*What to produce*:
Pick every line from the data below that contains the string "parse" and copy it.

── Material for this exercise ──

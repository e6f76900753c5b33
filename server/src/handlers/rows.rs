//! Table handlers - read and write one user's rows of one table.

use crate::auth::AuthUser;
use crate::db::{self, ConflictTarget, OrderKey};
use crate::error::{AppError, Result};
use sqlx::PgPool;
use tether_engine::wire::{
    InsertBody, SelectParams, UpsertParams, CREATED_AT_COLUMN, ID_COLUMN, OWNER_COLUMN,
};
use tether_engine::Row;

/// List rows, newest first unless asked otherwise.
pub async fn handle_select(
    pool: &PgPool,
    table: &str,
    user: &AuthUser,
    params: SelectParams,
) -> Result<Vec<Row>> {
    let order = params.order.as_deref().unwrap_or(CREATED_AT_COLUMN);
    let ascending = params.ascending.unwrap_or(false);

    let rows = db::select_rows(pool, table, &user.user_id, OrderKey::parse(order), ascending).await?;
    tracing::debug!(table, user = %user.user_id, count = rows.len(), "Selected rows");
    Ok(rows.into_iter().map(db::StoredRow::into_wire).collect())
}

/// Create one row, or several atomically. The response mirrors the request
/// shape.
pub async fn handle_insert(
    pool: &PgPool,
    table: &str,
    user: &AuthUser,
    body: InsertBody,
) -> Result<InsertBody> {
    match body {
        InsertBody::One(row) => {
            let stored = db::insert_rows(pool, table, &user.user_id, vec![row])
                .await?
                .into_iter()
                .next()
                .ok_or(AppError::Database(sqlx::Error::RowNotFound))?;
            tracing::debug!(table, id = %stored.id, "Inserted row");
            Ok(InsertBody::One(stored.into_wire()))
        }
        InsertBody::Many(rows) => {
            if rows.is_empty() {
                return Ok(InsertBody::Many(Vec::new()));
            }
            let stored = db::insert_rows(pool, table, &user.user_id, rows).await?;
            tracing::debug!(table, count = stored.len(), "Inserted rows");
            Ok(InsertBody::Many(
                stored.into_iter().map(db::StoredRow::into_wire).collect(),
            ))
        }
    }
}

/// Merge a patch into one row.
pub async fn handle_update(
    pool: &PgPool,
    table: &str,
    user: &AuthUser,
    id: &str,
    patch: Row,
) -> Result<Row> {
    db::update_row(pool, table, &user.user_id, id, patch)
        .await?
        .map(db::StoredRow::into_wire)
        .ok_or_else(|| AppError::NotFound(format!("no row with id {id}")))
}

/// Delete one row. Deleting a row that does not exist succeeds.
pub async fn handle_delete(pool: &PgPool, table: &str, user: &AuthUser, id: &str) -> Result<()> {
    if !db::delete_row(pool, table, &user.user_id, id).await? {
        tracing::debug!(table, id, "Delete matched no row");
    }
    Ok(())
}

/// Insert or merge a row matched on the `on_conflict` column (default
/// `user_id`, one row per user).
pub async fn handle_upsert(
    pool: &PgPool,
    table: &str,
    user: &AuthUser,
    params: UpsertParams,
    row: Row,
) -> Result<Row> {
    let column = params.on_conflict.as_deref().unwrap_or(OWNER_COLUMN);
    let target = conflict_target(column, &row)?;

    db::upsert_row(pool, table, &user.user_id, row, target)
        .await?
        .map(db::StoredRow::into_wire)
        .ok_or_else(|| AppError::NotFound(format!("row belongs to another user in {table}")))
}

fn conflict_target(column: &str, row: &Row) -> Result<ConflictTarget> {
    let target = ConflictTarget::parse(column)
        .ok_or_else(|| AppError::BadRequest(format!("unsupported on_conflict column: {column}")))?;
    if target == ConflictTarget::Id && !row.contains_key(ID_COLUMN) {
        return Err(AppError::BadRequest(
            "on_conflict=id requires an id in the row".into(),
        ));
    }
    Ok(target)
}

───

*Answer*:
    let rows = db::select_rows(pool, table, &user.user_id, OrderKey::parse(order), ascending).await?;
    let target = ConflictTarget::parse(column)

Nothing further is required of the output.